Empresas da cadeia do agro registram alta de 18,5%

As empresas com atividades relacionadas à cadeia do agronegócio apresentaram 96 pedidos de recuperação judicial no primeiro trimestre, avanço de 18,5% ante as 81 solicitações do mesmo período de 2025.

As agroindústrias de transformação primária responderam pelo maior volume, com 23 pedidos. Depois aparecem as indústrias de processamento de agroderivados, com 19, e os serviços de apoio à agropecuária, com 15.

Nesse grupo, Paraná, São Paulo e Mato Grosso foram os estados com maior número de solicitações.

Serasa aponta uso de inteligência artificial para avaliar riscos

A Serasa Experian afirma utilizar inteligência artificial e modelos preditivos para identificar antecipadamente mudanças no perfil financeiro de produtores e empresas do agronegócio.

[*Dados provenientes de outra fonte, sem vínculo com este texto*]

use yew::prelude::*;

#[derive(Properties, PartialEq, Clone)]
pub struct LogoutFormProps {
    pub on_logout: Callback<()>,
}

#[function_component(LogoutForm)]
pub fn logout_form(props: &LogoutFormProps) -> Html {
    let onclick = {
        let on_logout = props.on_logout.clone();
        Callback::from(move |_: MouseEvent| on_logout.emit(()))
    };

    html! {
        <div class="card-body items-center">
            <button class="btn btn-outline" type="button" {onclick}>
                {"Log out"}
            </button>
        </div>
    }
}
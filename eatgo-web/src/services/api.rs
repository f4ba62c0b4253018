use async_trait::async_trait;
use once_cell::unsync::OnceCell;
use reqwest::{Client, Response, StatusCode};
use shared::models::{
    Category, LoginRequest, LoginResponse, Region, Restaurant, RestaurantId, RestaurantSummary,
    ReviewRequest,
};

use crate::config::FrontendConfig;
use crate::error::ApiError;

thread_local! {
    static SHARED_CLIENT: OnceCell<EatGoClient> = OnceCell::new();
}

/// Review submission, addressed to a restaurant and signed with a token.
#[derive(Debug, Clone, PartialEq, Eq)]
pub struct PostReview {
    /// Restaurant being reviewed.
    pub restaurant_id: RestaurantId,
    /// Bearer token of the logged-in user.
    pub access_token: String,
    /// Review body.
    pub review: ReviewRequest,
}

/// Remote operations the action layer depends on.
#[async_trait(?Send)]
pub trait RestaurantApi {
    /// Exchange credentials for an access token. An empty string means the
    /// login was rejected.
    async fn post_login(&self, credentials: &LoginRequest) -> Result<String, ApiError>;

    /// All regions.
    async fn fetch_regions(&self) -> Result<Vec<Region>, ApiError>;

    /// All categories.
    async fn fetch_categories(&self) -> Result<Vec<Category>, ApiError>;

    /// Restaurants in `region` and `category`.
    async fn fetch_restaurants(
        &self,
        region: &Region,
        category: &Category,
    ) -> Result<Vec<RestaurantSummary>, ApiError>;

    /// Detail of one restaurant, with menu and reviews.
    async fn fetch_restaurant(&self, id: RestaurantId) -> Result<Restaurant, ApiError>;

    /// Submit a review as the token's owner.
    async fn post_review(&self, request: &PostReview) -> Result<(), ApiError>;
}

/// HTTP client for the EatGo customer and login APIs.
#[derive(Clone, Debug)]
pub struct EatGoClient {
    api_base_url: String,
    login_base_url: String,
    client: Client,
}

impl EatGoClient {
    /// Create a new API client with the provided base URLs.
    pub fn new(api_base_url: &str, login_base_url: &str) -> Self {
        Self {
            api_base_url: api_base_url.trim_end_matches('/').to_string(),
            login_base_url: login_base_url.trim_end_matches('/').to_string(),
            client: Client::new(),
        }
    }

    /// Create a client for the configured endpoints.
    pub fn from_config(config: &FrontendConfig) -> Self {
        Self::new(config.api_base_url(), config.login_base_url())
    }

    /// The client shared by every component on this thread.
    pub fn shared() -> Self {
        SHARED_CLIENT.with(|cell| {
            cell.get_or_init(|| Self::from_config(&FrontendConfig::new()))
                .clone()
        })
    }

    fn api_url(&self, path: &str) -> String {
        join_url(&self.api_base_url, path)
    }

    fn login_url(&self, path: &str) -> String {
        join_url(&self.login_base_url, path)
    }
}

#[async_trait(?Send)]
impl RestaurantApi for EatGoClient {
    async fn post_login(&self, credentials: &LoginRequest) -> Result<String, ApiError> {
        let url = self.login_url("session");
        let response = self.client.post(&url).json(credentials).send().await?;
        let status = response.status();
        let body = if status.is_success() {
            Some(response.json::<LoginResponse>().await?)
        } else {
            None
        };
        login_token(status, body, &url)
    }

    async fn fetch_regions(&self) -> Result<Vec<Region>, ApiError> {
        let url = self.api_url("regions");
        let response = self.client.get(&url).send().await?;
        Ok(ensure_success(response, &url)?.json().await?)
    }

    async fn fetch_categories(&self) -> Result<Vec<Category>, ApiError> {
        let url = self.api_url("categories");
        let response = self.client.get(&url).send().await?;
        Ok(ensure_success(response, &url)?.json().await?)
    }

    async fn fetch_restaurants(
        &self,
        region: &Region,
        category: &Category,
    ) -> Result<Vec<RestaurantSummary>, ApiError> {
        let url = self.api_url("restaurants");
        let category_id = category.id.to_string();
        let response = self
            .client
            .get(&url)
            .query(&[
                ("region", region.name.as_str()),
                ("category", category_id.as_str()),
            ])
            .send()
            .await?;
        Ok(ensure_success(response, &url)?.json().await?)
    }

    async fn fetch_restaurant(&self, id: RestaurantId) -> Result<Restaurant, ApiError> {
        let url = self.api_url(&format!("restaurants/{id}"));
        let response = self.client.get(&url).send().await?;
        Ok(ensure_success(response, &url)?.json().await?)
    }

    async fn post_review(&self, request: &PostReview) -> Result<(), ApiError> {
        let url = self.api_url(&format!("restaurants/{}/reviews", request.restaurant_id));
        let response = self
            .client
            .post(&url)
            .bearer_auth(&request.access_token)
            .json(&request.review)
            .send()
            .await?;
        ensure_success(response, &url)?;
        Ok(())
    }
}

fn join_url(base: &str, path: &str) -> String {
    format!("{}/{}", base, path.trim_start_matches('/'))
}

fn ensure_success(response: Response, url: &str) -> Result<Response, ApiError> {
    check_status(response.status(), url)?;
    Ok(response)
}

fn check_status(status: StatusCode, url: &str) -> Result<(), ApiError> {
    if status.is_success() {
        Ok(())
    } else {
        Err(ApiError::Status {
            status: status.as_u16(),
            url: url.to_string(),
        })
    }
}

/// Token carried by a login response.
///
/// A 4xx status is a rejected login and yields an empty token, as does a
/// successful body without a token. Other failures are errors.
fn login_token(
    status: StatusCode,
    body: Option<LoginResponse>,
    url: &str,
) -> Result<String, ApiError> {
    if status.is_client_error() {
        log::debug!("login rejected with status {status}");
        return Ok(String::new());
    }
    check_status(status, url)?;
    Ok(body.map(|body| body.access_token).unwrap_or_default())
}
//! `log` backend writing to the browser console.

use log::{Level, LevelFilter, Log, Metadata, Record, SetLoggerError};
use wasm_bindgen::JsValue;

static LOGGER: ConsoleLogger = ConsoleLogger;

#[derive(Debug)]
pub struct ConsoleLogger;

impl Log for ConsoleLogger {
    fn enabled(&self, metadata: &Metadata) -> bool {
        metadata.level() <= log::max_level()
    }

    fn log(&self, record: &Record) {
        if !self.enabled(record.metadata()) {
            return;
        }

        let line = JsValue::from(format_record(
            record.level(),
            record.target(),
            &record.args().to_string(),
        ));
        match record.level() {
            Level::Error => web_sys::console::error_1(&line),
            Level::Warn => web_sys::console::warn_1(&line),
            Level::Info => web_sys::console::info_1(&line),
            Level::Debug | Level::Trace => web_sys::console::debug_1(&line),
        }
    }

    fn flush(&self) {}
}

/// Install the console logger as the global `log` backend.
pub fn init(level: LevelFilter) -> Result<(), SetLoggerError> {
    log::set_logger(&LOGGER)?;
    log::set_max_level(level);
    Ok(())
}

fn format_record(level: Level, target: &str, message: &str) -> String {
    format!("[{level}] {target}: {message}")
}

Um dos instrumentos é o Agro Score, desenvolvido para considerar características específicas da atividade rural. Segundo a companhia, análises feitas com a ferramenta indicaram que o score médio dos produtores rurais pessoas físicas que posteriormente entraram com pedidos de recuperação judicial já era significativamente inferior ao da população rural em geral três anos antes da formalização do processo.

De acordo com Pimenta, a análise de informações específicas do setor pode ajudar a identificar diferentes níveis de risco e apoiar a concessão de crédito sem restringir de maneira generalizada o acesso a recursos.